Task directions:
Repeat only the stretch of lines below that runs from the line with "if let Some(mut" through the line with "let mut env = BTreeMap::new();", unaltered.

Given records:
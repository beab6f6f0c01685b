//! Shell command runner
//!
//! Every external operation (git, docker, interpreters, inline hooks) goes
//! through a [`CommandRunner`]. The production [`ShellRunner`] spawns one
//! `sh -c` child per call, captures both streams and enforces a hard
//! wall-clock timeout. Non-zero exits and timeouts are reported in the
//! [`ExecutionResult`]; only a failure to spawn is an `Err`.

use std::collections::BTreeMap;
use std::path::PathBuf;
use std::process::Stdio;
use std::time::{Duration, Instant};

use async_trait::async_trait;
use serde::Serialize;
use tokio::io::{AsyncRead, AsyncReadExt};
use tokio::process::Command;
use tracing::{debug, warn};

use crate::errors::EngineError;

/// Default cap for each captured stream (10 MiB)
pub const DEFAULT_MAX_OUTPUT_BYTES: usize = 10 * 1024 * 1024;

/// One shell command to execute
#[derive(Debug, Clone)]
pub struct CommandSpec {
    /// Full command line, interpreted by `sh -c`
    pub line: String,

    pub working_dir: Option<PathBuf>,

    pub env: BTreeMap<String, String>,

    pub timeout: Duration,
}

impl CommandSpec {
    pub fn new(line: impl Into<String>, timeout: Duration) -> Self {
        Self {
            line: line.into(),
            working_dir: None,
            env: BTreeMap::new(),
            timeout,
        }
    }

    pub fn in_dir(mut self, dir: impl Into<PathBuf>) -> Self {
        self.working_dir = Some(dir.into());
        self
    }

    pub fn with_env(mut self, env: BTreeMap<String, String>) -> Self {
        self.env = env;
        self
    }
}

/// Outcome of running a command, possibly across several attempts
#[derive(Debug, Clone, Default, Serialize)]
pub struct ExecutionResult {
    pub success: bool,
    pub stdout: String,
    pub stderr: String,
    /// `None` when killed by a signal or by the timeout
    pub exit_code: Option<i32>,
    pub elapsed: Duration,
    pub attempts: u32,
    pub timed_out: bool,
    pub retry_exhausted: bool,
}

impl ExecutionResult {
    /// Combined stdout and stderr, as appended to deployment logs
    pub fn combined_output(&self) -> String {
        match (self.stdout.trim().is_empty(), self.stderr.trim().is_empty()) {
            (true, true) => String::new(),
            (false, true) => self.stdout.clone(),
            (true, false) => self.stderr.clone(),
            (false, false) => format!("{}\n{}", self.stdout.trim_end(), self.stderr),
        }
    }

    /// Convert a failed result into the matching error
    pub fn into_error(self, command: &str, timeout: Duration) -> EngineError {
        let failure = if self.timed_out {
            EngineError::TimeoutExceeded {
                command: command.to_string(),
                timeout,
            }
        } else {
            EngineError::ExternalCommandFailure {
                command: command.to_string(),
                exit_code: self.exit_code,
                stderr: if self.stderr.trim().is_empty() {
                    self.stdout
                } else {
                    self.stderr
                },
            }
        };

        if self.retry_exhausted {
            EngineError::RetryExhausted {
                attempts: self.attempts,
                last: Box::new(failure),
            }
        } else {
            failure
        }
    }

    /// `Ok(self)` on success, otherwise the matching error
    pub fn ensure_success(self, command: &str, timeout: Duration) -> Result<Self, EngineError> {
        if self.success {
            Ok(self)
        } else {
            Err(self.into_error(command, timeout))
        }
    }
}

/// Executes shell commands
#[async_trait]
pub trait CommandRunner: Send + Sync {
    async fn execute(&self, spec: &CommandSpec) -> Result<ExecutionResult, EngineError>;
}

/// Runs commands as `sh -c <line>` child processes
#[derive(Debug, Clone)]
pub struct ShellRunner {
    shell: String,
    max_output_bytes: usize,
}

impl ShellRunner {
    pub fn new(max_output_bytes: usize) -> Self {
        Self {
            shell: "sh".to_string(),
            max_output_bytes,
        }
    }
}

impl Default for ShellRunner {
    fn default() -> Self {
        Self::new(DEFAULT_MAX_OUTPUT_BYTES)
    }
}

#[async_trait]
impl CommandRunner for ShellRunner {
    async fn execute(&self, spec: &CommandSpec) -> Result<ExecutionResult, EngineError> {
        debug!("Running: {}", spec.line);

        let mut cmd = Command::new(&self.shell);
        cmd.arg("-c")
            .arg(&spec.line)
            .stdin(Stdio::null())
            .stdout(Stdio::piped())
            .stderr(Stdio::piped())
            .kill_on_drop(true);

        for (key, value) in &spec.env {
            cmd.env(key, value);
        }
        if let Some(dir) = &spec.working_dir {
            cmd.current_dir(dir);
        }

        let start = Instant::now();
        let mut child = cmd.spawn().map_err(|source| EngineError::SpawnFailed {
            command: spec.line.clone(),
            source,
        })?;

        let cap = self.max_output_bytes as u64;
        let stdout_handle = child.stdout.take();
        let stderr_handle = child.stderr.take();
        let stdout_task = tokio::spawn(async move { read_stream(stdout_handle, cap).await });
        let stderr_task = tokio::spawn(async move { read_stream(stderr_handle, cap).await });

        let wait_result = tokio::time::timeout(spec.timeout, child.wait()).await;

        let (exit_code, success, timed_out) = match wait_result {
            Ok(Ok(status)) => (status.code(), status.success(), false),
            Ok(Err(e)) => {
                return Err(EngineError::SpawnFailed {
                    command: spec.line.clone(),
                    source: e,
                })
            }
            Err(_) => {
                // `kill_on_drop` only reaches the direct child; start_kill makes it explicit
                warn!("Command timed out after {:?}: {}", spec.timeout, spec.line);
                let _ = child.start_kill();
                let _ = child.wait().await;
                (None, false, true)
            }
        };

        let stdout_bytes = stdout_task.await.unwrap_or_default();
        let stderr_bytes = stderr_task.await.unwrap_or_default();

        Ok(ExecutionResult {
            success,
            stdout: String::from_utf8_lossy(&stdout_bytes).into_owned(),
            stderr: String::from_utf8_lossy(&stderr_bytes).into_owned(),
            exit_code,
            elapsed: start.elapsed(),
            attempts: 1,
            timed_out,
            retry_exhausted: false,
        })
    }
}

/// Read an entire stream into a buffer, capped at `cap` bytes
async fn read_stream<R: AsyncRead + Unpin>(handle: Option<R>, cap: u64) -> Vec<u8> {
    let mut buf = Vec::new();
    if let Some(mut h) = handle {
        let _ = (&mut h).take(cap).read_to_end(&mut buf).await;
        // drain the remainder so the child never blocks on a full pipe
        let _ = tokio::io::copy(&mut h, &mut tokio::io::sink()).await;
    }
    buf
}

#[cfg(test)]
mod tests {
    use super::*;

    #[tokio::test]
    async fn test_captures_stdout_and_exit_code() {
        let runner = ShellRunner::default();
        let result = runner
            .execute(&CommandSpec::new("echo hello; echo oops >&2; exit 3", Duration::from_secs(5)))
            .await
            .unwrap();

        assert!(!result.success);
        assert_eq!(result.exit_code, Some(3));
        assert_eq!(result.stdout.trim(), "hello");
        assert_eq!(result.stderr.trim(), "oops");
        assert!(!result.timed_out);
    }

    #[tokio::test]
    async fn test_timeout_kills_the_child() {
        let runner = ShellRunner::default();
        let result = runner
            .execute(&CommandSpec::new("sleep 5", Duration::from_millis(200)))
            .await
            .unwrap();

        assert!(!result.success);
        assert!(result.timed_out);
        assert!(result.elapsed < Duration::from_secs(5));
    }

    #[tokio::test]
    async fn test_env_and_working_dir_are_applied() {
        let dir = tempfile::tempdir().unwrap();
        let mut env = BTreeMap::new();
        env.insert("GREETING".to_string(), "hi".to_string());
        let spec = CommandSpec::new("echo $GREETING; pwd", Duration::from_secs(5))
            .in_dir(dir.path())
            .with_env(env);

        let result = ShellRunner::default().execute(&spec).await.unwrap();
        assert!(result.success);
        assert!(result.stdout.starts_with("hi"));
    }

    #[tokio::test]
    async fn test_output_is_truncated_at_cap() {
        let runner = ShellRunner::new(16);
        let result = runner
            .execute(&CommandSpec::new("yes | head -c 4096", Duration::from_secs(5)))
            .await
            .unwrap();
        assert!(result.success);
        assert_eq!(result.stdout.len(), 16);
    }

    #[test]
    fn test_into_error_wraps_exhausted_retries() {
        let result = ExecutionResult {
            success: false,
            exit_code: Some(1),
            stderr: "boom".to_string(),
            attempts: 3,
            retry_exhausted: true,
            ..Default::default()
        };
        let err = result.into_error("make", Duration::from_secs(10));
        assert!(matches!(err, EngineError::RetryExhausted { attempts: 3, .. }));
    }
}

The completed task:
    if let Some(mut h) = handle {
        let _ = (&mut h).take(cap).read_to_end(&mut buf).await;
        // drain the remainder so the child never blocks on a full pipe
        let _ = tokio::io::copy(&mut h, &mut tokio::io::sink()).await;
    }
    buf
}

#[cfg(test)]
mod tests {
    use super::*;

    #[tokio::test]
    async fn test_captures_stdout_and_exit_code() {
        let runner = ShellRunner::default();
        let result = runner
            .execute(&CommandSpec::new("echo hello; echo oops >&2; exit 3", Duration::from_secs(5)))
            .await
            .unwrap();

        assert!(!result.success);
        assert_eq!(result.exit_code, Some(3));
        assert_eq!(result.stdout.trim(), "hello");
        assert_eq!(result.stderr.trim(), "oops");
        assert!(!result.timed_out);
    }

    #[tokio::test]
    async fn test_timeout_kills_the_child() {
        let runner = ShellRunner::default();
        let result = runner
            .execute(&CommandSpec::new("sleep 5", Duration::from_millis(200)))
            .await
            .unwrap();

        assert!(!result.success);
        assert!(result.timed_out);
        assert!(result.elapsed < Duration::from_secs(5));
    }

    #[tokio::test]
    async fn test_env_and_working_dir_are_applied() {
        let dir = tempfile::tempdir().unwrap();
        let mut env = BTreeMap::new();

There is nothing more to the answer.